Methods: ECM product-treated and -untreated wounded skin models were incubated for up to 6 days. Skin samples were fixed and embedded before performing cross sectioning.Histological characterization was performed to determine the structure of both epidermal and dermal compartments using Hematoxylin and Eosin (H&E) and Masson trichrome staining. Immunolabelling and fluorescence microscopy was used to visualize the binding of Cytokeratin 17 (marker associated with cellular migration) antibody to the tissue.
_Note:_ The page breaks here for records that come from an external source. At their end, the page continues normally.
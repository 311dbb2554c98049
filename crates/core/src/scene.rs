use serde::{Deserialize, Serialize};
use std::fmt;

/// Scene record as returned by the stash `findScene` query.
#[derive(Debug, Clone, Default, Serialize, Deserialize)]
pub struct SceneMetadata {
    pub id: String,
    #[serde(default)]
    pub title: Option<String>,
    #[serde(default)]
    pub date: Option<String>,
    #[serde(default)]
    pub studio: Option<NamedEntity>,
    #[serde(default)]
    pub performers: Vec<NamedEntity>,
    #[serde(default)]
    pub tags: Vec<NamedEntity>,
    #[serde(default)]
    pub stash_ids: Vec<StashId>,
    #[serde(default)]
    pub files: Vec<FileRecord>,
}

#[derive(Debug, Clone, Default, PartialEq, Eq, Serialize, Deserialize)]
pub struct NamedEntity {
    pub name: String,
}

impl NamedEntity {
    pub fn new(name: impl Into<String>) -> Self {
        Self { name: name.into() }
    }
}

#[derive(Debug, Clone, Default, PartialEq, Eq, Serialize, Deserialize)]
pub struct StashId {
    #[serde(default)]
    pub stash_id: Option<String>,
}

#[derive(Debug, Clone, Default, PartialEq, Serialize, Deserialize)]
pub struct FileRecord {
    pub path: String,
    #[serde(default)]
    pub height: Option<u32>,
    #[serde(default)]
    pub video_codec: Option<String>,
    #[serde(default)]
    pub frame_rate: Option<f64>,
}

#[derive(Debug, Clone, Copy, PartialEq, Eq, PartialOrd, Ord, Hash, Serialize, Deserialize)]
#[serde(rename_all = "snake_case")]
pub enum SceneField {
    Id,
    Title,
    Date,
    Studio,
    Performers,
    Tags,
    StashId,
    Height,
    VideoCodec,
    FrameRate,
}

impl SceneField {
    pub const ALL: [SceneField; 10] = [
        SceneField::Id,
        SceneField::Title,
        SceneField::Date,
        SceneField::Studio,
        SceneField::Performers,
        SceneField::Tags,
        SceneField::StashId,
        SceneField::Height,
        SceneField::VideoCodec,
        SceneField::FrameRate,
    ];

    pub fn key(self) -> &'static str {
        match self {
            SceneField::Id => "id",
            SceneField::Title => "title",
            SceneField::Date => "date",
            SceneField::Studio => "studio",
            SceneField::Performers => "performers",
            SceneField::Tags => "tags",
            SceneField::StashId => "stash_id",
            SceneField::Height => "height",
            SceneField::VideoCodec => "video_codec",
            SceneField::FrameRate => "frame_rate",
        }
    }

    pub fn from_key(key: &str) -> Option<Self> {
        Self::ALL.into_iter().find(|field| field.key() == key)
    }
}

impl fmt::Display for SceneField {
    fn fmt(&self, f: &mut fmt::Formatter<'_>) -> fmt::Result {
        f.write_str(self.key())
    }
}

#[derive(Debug, Clone, Copy, PartialEq, Eq)]
pub enum FileAttribute {
    Height,
    VideoCodec,
    FrameRate,
}

/// Raw value of one scene field, classified by how it must be projected.
#[derive(Debug, Clone, Copy)]
pub enum FieldValue<'a> {
    Scalar(Option<&'a str>),
    Date(Option<&'a str>),
    Entity(Option<&'a NamedEntity>),
    Performers(&'a [NamedEntity]),
    Tags(&'a [NamedEntity]),
    Identifiers(&'a [StashId]),
    FileAttribute(FileAttribute, &'a [FileRecord]),
}

impl SceneMetadata {
    pub fn value(&self, field: SceneField) -> FieldValue<'_> {
        match field {
            SceneField::Id => FieldValue::Scalar(Some(self.id.as_str())),
            SceneField::Title => FieldValue::Scalar(self.title.as_deref()),
            SceneField::Date => FieldValue::Date(self.date.as_deref()),
            SceneField::Studio => FieldValue::Entity(self.studio.as_ref()),
            SceneField::Performers => FieldValue::Performers(&self.performers),
            SceneField::Tags => FieldValue::Tags(&self.tags),
            SceneField::StashId => FieldValue::Identifiers(&self.stash_ids),
            SceneField::Height => FieldValue::FileAttribute(FileAttribute::Height, &self.files),
            SceneField::VideoCodec => {
                FieldValue::FileAttribute(FileAttribute::VideoCodec, &self.files)
            }
            SceneField::FrameRate => {
                FieldValue::FileAttribute(FileAttribute::FrameRate, &self.files)
            }
        }
    }

    pub fn normalized_title(&self) -> Option<&str> {
        self.title
            .as_deref()
            .map(str::trim)
            .filter(|s| !s.is_empty())
    }

    pub fn studio_name(&self) -> Option<&str> {
        self.studio
            .as_ref()
            .map(|studio| studio.name.trim())
            .filter(|s| !s.is_empty())
    }
}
Results: H&E and Masson staining examination showed cellular migration of keratinocytes with an increase in the inflammatory response via neutrophils and macrophages at the wound edge, suggesting the initial stages of the wound healing. Immunolabelling results showed an increase in the presence of Cytokeratin 17 in the wounded skin sections treated with ECM product compared to the untreated control. This suggested an enhancement in cellular migration when wounded skin was treated with porcine placental decellularized ECM product.
Discussion: The porcine placental decellularized ECM product was shown to stimulate cell migration in an ex vivo wounded skin model using a range of microscopic staining techniques. Further studies in similarly complex models using a range of microscopic and immunological techniques, and examining other cellular responses, may help to confirm these findings.